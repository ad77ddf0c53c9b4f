mod qr;

pub use qr::{Module, Region, QR};

use tracing::{debug, info};

use crate::common::{
    bitstream::BitStream,
    codec::{encode, encode_with_version},
    ec::compute_ecc,
    error::QRResult,
    mask::{apply_best_mask, MaskPattern},
    metadata::{ECLevel, Version},
};

/// Low level symbol builder. Version and mask are picked automatically unless pinned.
#[derive(Debug, Clone)]
pub struct QRBuilder<'a> {
    data: &'a [u8],
    version: Option<Version>,
    ec_level: ECLevel,
    mask: Option<MaskPattern>,
    eci: Option<u32>,
}

impl<'a> QRBuilder<'a> {
    pub fn new(data: &'a [u8]) -> Self {
        Self { data, version: None, ec_level: ECLevel::M, mask: None, eci: None }
    }

    pub fn data(&mut self, data: &'a [u8]) -> &mut Self {
        self.data = data;
        self
    }

    pub fn version(&mut self, version: Version) -> &mut Self {
        self.version = Some(version);
        self
    }

    pub fn unset_version(&mut self) -> &mut Self {
        self.version = None;
        self
    }

    pub fn ec_level(&mut self, ec_level: ECLevel) -> &mut Self {
        self.ec_level = ec_level;
        self
    }

    pub fn mask(&mut self, mask: MaskPattern) -> &mut Self {
        self.mask = Some(mask);
        self
    }

    /// ECI assignment number written ahead of the data, see [`crate::eci_designator`].
    pub fn eci(&mut self, eci: Option<u32>) -> &mut Self {
        self.eci = eci;
        self
    }

    pub fn metadata(&self) -> String {
        let ver = self.version.map_or("None".to_string(), |v| format!("{v:?}"));
        let mask = self.mask.map_or("None".to_string(), |m| format!("{}", *m));
        format!("{{ Version: {ver}, Ec level: {:?}, Mask: {mask} }}", self.ec_level)
    }
}


impl QRBuilder<'_> {
    pub fn build(&self) -> QRResult<QR> {
        let ecl = self.ec_level;
        debug!(bytes = self.data.len(), builder = %self.metadata(), "Encoding data");

        let (encoded, ver) = match self.version {
            Some(v) => (encode_with_version(self.data, v, ecl, self.eci)?, v),
            None => encode(self.data, ecl, self.eci)?,
        };
        debug!(version = *ver, encoded_bits = encoded.len(), "Selected version");

        let codewords = compute_ecc(encoded.data(), ver, ecl);
        debug!(codewords = codewords.len(), "Added error correction & interleaved blocks");

        let mut qr = QR::new(ver, ecl);
        qr.draw_all_function_patterns();
        qr.draw_encoding_region(BitStream::from_bytes(&codewords));

        let mask = match self.mask {
            Some(m) => {
                qr.apply_mask(m);
                m
            }
            None => apply_best_mask(&mut qr),
        };

        info!(
            version = *ver,
            ec_level = %ecl,
            mask = *mask,
            width = qr.width(),
            dark_modules = qr.count_dark_modules(),
            "QR symbol built"
        );
        Ok(qr)
    }
}

#[cfg(test)]
pub(crate) mod builder_tests {
    use test_case::test_case;

    use super::{QRBuilder, QR};
    use crate::common::{
        error::QRError,
        mask::{compute_total_penalty, MaskPattern},
        metadata::{ECLevel, Version},
    };

    // Renders with a 4 module quiet zone at 4px per module and decodes with rqrr
    pub(crate) fn decode(qr: &QR) -> (usize, String) {
        let scale = 4;
        let side = (qr.width() + 8) * scale;
        let mut img = rqrr::PreparedImage::prepare_from_greyscale(side, side, |x, y| {
            let c = (x / scale) as i32 - 4;
            let r = (y / scale) as i32 - 4;
            if qr.is_dark_at(r, c) {
                0
            } else {
                255
            }
        });
        let grids = img.detect_grids();
        assert_eq!(grids.len(), 1);
        let (meta, content) = grids[0].decode().unwrap();
        (meta.version.0, content)
    }

    #[test_case("Hello, world!🌎".to_string(), 1, ECLevel::L)]
    #[test_case("TEST".to_string(), 1, ECLevel::M)]
    #[test_case("12345".to_string(), 1, ECLevel::Q)]
    #[test_case("OK".to_string(), 1, ECLevel::H)]
    #[test_case("B3@j🎮#Z%8v🍣K!🔑3zC^8📖&r💾F9*🔍b6🌼".repeat(3), 7, ECLevel::L)]
    #[test_case("A11111111111111".repeat(11), 7, ECLevel::M)]
    #[test_case("aAAAAAA1111111111111AAAAAAa".repeat(3), 7, ECLevel::Q)]
    #[test_case("1234567890".repeat(15), 7, ECLevel::H)]
    #[test_case("A11111111111111".repeat(20), 10, ECLevel::M)]
    #[test_case("1234567890".repeat(28), 10, ECLevel::H)]
    #[test_case("B3@j🎮#Z%8v🍣K!🔑3zC^8📖&r💾F9*🔍b6🌼".repeat(22), 27, ECLevel::L)]
    #[test_case("aAAAAAAAAA111111111111111111AAAAAAAAAAa".repeat(20), 27, ECLevel::Q)]
    #[test_case("B3@j🎮#Z%8v🍣K!🔑3zC^8📖&r💾F9*🔍b6🌼".repeat(57), 40, ECLevel::L)]
    #[test_case("1234567890".repeat(305), 40, ECLevel::H)]
    fn test_builder(data: String, ver: usize, ecl: ECLevel) {
        let qr = QRBuilder::new(data.as_bytes())
            .version(Version::new(ver).unwrap())
            .ec_level(ecl)
            .build()
            .unwrap();

        assert_eq!(qr.width(), ver * 4 + 17);
        let (decoded_ver, content) = decode(&qr);
        assert_eq!(decoded_ver, ver);
        assert_eq!(content, data);
    }

    #[test]
    fn test_builder_every_mask() {
        for m in 0..8 {
            let mask = MaskPattern::new(m).unwrap();
            let qr = QRBuilder::new(b"MASK CHECK 0123").mask(mask).build().unwrap();
            assert_eq!(qr.mask(), Some(mask));
            assert_eq!(decode(&qr).1, "MASK CHECK 0123");
        }
    }

    // Masks 1 and 2 tie on the numeric input
    #[test_case("HELLO", 6)]
    #[test_case("1234567890", 1)]
    fn test_builder_picks_first_lowest_penalty_mask(data: &str, exp: u8) {
        let penalties = MaskPattern::all()
            .map(|m| {
                let qr = QRBuilder::new(data.as_bytes()).mask(m).build().unwrap();
                compute_total_penalty(&qr)
            })
            .collect::<Vec<_>>();
        let lowest = *penalties.iter().min().unwrap();
        let first = penalties.iter().position(|&p| p == lowest).unwrap() as u8;

        let qr = QRBuilder::new(data.as_bytes()).build().unwrap();
        assert_eq!(qr.mask(), Some(MaskPattern::new(first).unwrap()), "{penalties:?}");
        assert_eq!(first, exp, "{penalties:?}");
    }

    #[test]
    fn test_builder_picks_smallest_version() {
        let qr = QRBuilder::new(b"HELLO WORLD").ec_level(ECLevel::Q).build().unwrap();
        assert_eq!(*qr.version(), 1);
        let qr = QRBuilder::new("a".repeat(100).as_bytes()).ec_level(ECLevel::L).build().unwrap();
        assert_eq!(*qr.version(), 5);
    }

    #[test]
    fn test_builder_is_deterministic() {
        let a = QRBuilder::new(b"determinism").build().unwrap();
        let b = QRBuilder::new(b"determinism").build().unwrap();
        assert_eq!(a.mask(), b.mask());
        let w = a.width() as i16;
        for r in 0..w {
            for c in 0..w {
                assert_eq!(a.get(r, c), b.get(r, c));
            }
        }
    }

    #[test]
    fn test_builder_data_overflow() {
        let data = "1234567890".repeat(306);
        let res = QRBuilder::new(data.as_bytes())
            .version(Version::new(40).unwrap())
            .ec_level(ECLevel::H)
            .build();
        assert!(matches!(res, Err(QRError::CapacityExceeded { .. })));
    }
}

= = = =

Filter the data above, keeping only lines that include the string "Some".

        self.version = Some(version);
        self.mask = Some(mask);
            Some(v) => (encode_with_version(self.data, v, ecl, self.eci)?, v),
            Some(m) => {
            assert_eq!(qr.mask(), Some(mask));
        assert_eq!(qr.mask(), Some(MaskPattern::new(first).unwrap()), "{penalties:?}");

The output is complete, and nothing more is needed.